#ubuntu-at 2011-04-27
* MichealH changed the topic of #ubuntu-at to: Ubuntu Austria LoCo | Flyer: http://bit.ly/uat-flyer | Wiki: http://bit.ly/uat-wiki | Next Meeting: Saturday 30th April 2011 5PM UTC/7PM Austrian Time/ | Want to officailly celecbarte 11.04 release? #ubuntu-release-party is for you |
<NRWlion> moin MootBot-AT
<Daniel0108> hi guntbert
<guntbert> hi Daniel0108, hab grad dein memo gesehen, ich gehs an sobald ich Zeit hab (heute eher nicht mehr) :)
<Daniel0108> guntbert: okay :)
<guntbert> Daniel0108: äh -- im wiki-Text- : "Du" oder "Sie" ?
<Daniel0108> Nimm Sie, ist höflicher ;)
<Daniel0108> guntbert: ^
<guntbert> ok
<guntbert> Daniel0108: möchtest du die wiki-Seite abonnieren? Wär vielleicht nicht schlecht (gegen Vandalismus und Blödheit) :-)
<Daniel0108> werd ich machen, guntbert :)
<guntbert> nur net genau jetzt, server-probleme?
<Daniel0108> wieso?
<Daniel0108> wenn so ein error kommt beim wiki, einfach doppelt auf den speichern button drücken ;)
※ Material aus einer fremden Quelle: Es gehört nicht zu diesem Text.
impl TopologyPacketGenerator {
    pub fn new(seed: u64) -> Self {
        Self {
            rng: ChaCha8Rng::seed_from_u64(seed),
            scenario_secs: DEFAULT_SCENARIO_SECS,
        }
    }

    /// Spread timestamps over `secs` seconds instead of the default.
    pub fn with_scenario_secs(mut self, secs: f64) -> Self {
        self.scenario_secs = secs;
        self
    }

    /// Produce `count` packets over the snapshot. An empty topology yields
    /// no packets.
    pub fn generate(
        &mut self,
        topology: &TopologySnapshot,
        scenario: &Scenario,
        count: usize,
    ) -> Vec<PacketRecord> {
        if topology.is_empty() || count == 0 {
            return Vec::new();
        }
        let spacing = self.scenario_secs / count as f64;
        let packets: Vec<PacketRecord> = (0..count)
            .map(|i| self.packet(topology, scenario, i, spacing))
            .collect();

        debug!(
            count,
            attacks = packets.iter().filter(|p| p.is_attack()).count(),
            scenario = %scenario,
            "Generated packets locally"
        );
        packets
    }

    fn endpoints(&mut self, topology: &TopologySnapshot) -> (NodeId, NodeId) {
        if !topology.links.is_empty() && self.rng.gen_bool(LINK_TRAFFIC_SHARE) {
            if let Some(link) = topology.links.choose(&mut self.rng) {
                return if self.rng.gen_bool(0.5) {
                    (link.target, link.source)
                } else {
                    (link.source, link.target)
                };
            }
        }
        let n = topology.nodes.len();
        let src = self.rng.gen_range(0..n);
        let dst = if n > 1 {
            let pick = self.rng.gen_range(0..n - 1);
            if pick >= src {
                pick + 1
            } else {
                pick
            }
        } else {
            src
        };
        (topology.nodes[src].id, topology.nodes[dst].id)
    }

    fn packet(
        &mut self,
        topology: &TopologySnapshot,
        scenario: &Scenario,
        index: usize,
        spacing: f64,
    ) -> PacketRecord {
        let (src, dst) = self.endpoints(topology);
        let is_attack = self.rng.gen_bool(scenario.attack_probability());
        let attack_type = if is_attack {
            scenario
                .attack_types()
                .choose(&mut self.rng)
                .map(|s| s.to_string())
        } else {
            None
        };

        let rng = &mut self.rng;
        let protocol = if is_attack {
            *["TCP", "UDP", "ICMP"].choose(rng).unwrap_or(&"TCP")
        } else {
            *["TCP", "TCP", "TCP", "UDP", "UDP"].choose(rng).unwrap_or(&"TCP")
        };

        let (application, dest_port, source_port, flags) = match protocol {
            "TCP" => {
                let (app, port) = *TCP_SERVICES.choose(rng).unwrap_or(&("HTTP", 80));
                let flags = if is_attack {
                    ["SYN", "SYN", "RST", "FIN"].choose(rng)
                } else {
                    ["ACK", "PSH-ACK", "SYN-ACK"].choose(rng)
                };
                (app, port, rng.gen_range(1024..61024), flags.copied().unwrap_or_default())
            }
            "UDP" => {
                let (app, port) = *[("DNS", 53), ("DHCP", 67), ("Custom", 8080)]
                    .choose(rng)
                    .unwrap_or(&("DNS", 53));
                (app, port, rng.gen_range(1024..61024), "")
            }
            _ => ("ICMP", 0, 0, ""),
        };

        let packet_size: u32 = if !is_attack {
            rng.gen_range(200..1000)
        } else if rng.gen_bool(0.5) {
            rng.gen_range(64..164)
        } else {
            rng.gen_range(1200..1500)
        };
        let ttl: u8 = rng.gen_range(32..128);
        let header_length: u32 = if protocol == "TCP" {
            rng.gen_range(20..60)
        } else {
            20
        };

        let (latency, jitter, retransmissions, packet_rate, error_rate) = if is_attack {
            (
                0.05 + rng.gen::<f64>() * 0.2,
                0.01 + rng.gen::<f64>() * 0.04,
                rng.gen_range(0..5),
                rng.gen_range(100..1000) as f64,
                0.05 + rng.gen::<f64>() * 0.05,
            )
        } else {
            (
                0.001 + rng.gen::<f64>() * 0.05,
                rng.gen::<f64>() * 0.01,
                rng.gen_range(0..2),
                rng.gen_range(1..101) as f64,
                rng.gen::<f64>() * 0.02,
            )
        };
        let is_fragmented = packet_size > 1000 && rng.gen_bool(0.5);

        PacketRecord {
            packet_id: format!("PKT-{:06}", index + 1),
            sequence_number: index as u32 + 1,
            timestamp: index as f64 * spacing,
            source_ip: topology.address_of(src),
            dest_ip: topology.address_of(dst),
            source_port,
            dest_port,
            protocol: protocol.to_string(),
            packet_size,
            ttl,
            header_length,
            flags: flags.to_string(),
            application_type: application.to_string(),
            payload_size: packet_size.saturating_sub(header_length),
            traffic_type: if is_attack { "Attack" } else { "Normal" }.to_string(),
            attack_type,
            latency,
            jitter,
            retransmissions,
            packet_rate,
            error_rate,
            is_fragmented,
        }
    }
}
<Daniel0108> 1 request geht manchmal verloren
<Daniel0108> is ein bug
<guntbert> Daniel0108: geht net - die Seite "internal server error" hat keinen Button :-))
<Daniel0108> guntbert: ich hab gemeint, bevor er error kommt :P und immer deinen edit vorher kopieren
<guntbert> Daniel0108: danke für die Erinnerung :-)  - btw ich hab in deinem Text den Satz über englisch abgeändert - ich glaub so sagt er besser was gemeint ist :-)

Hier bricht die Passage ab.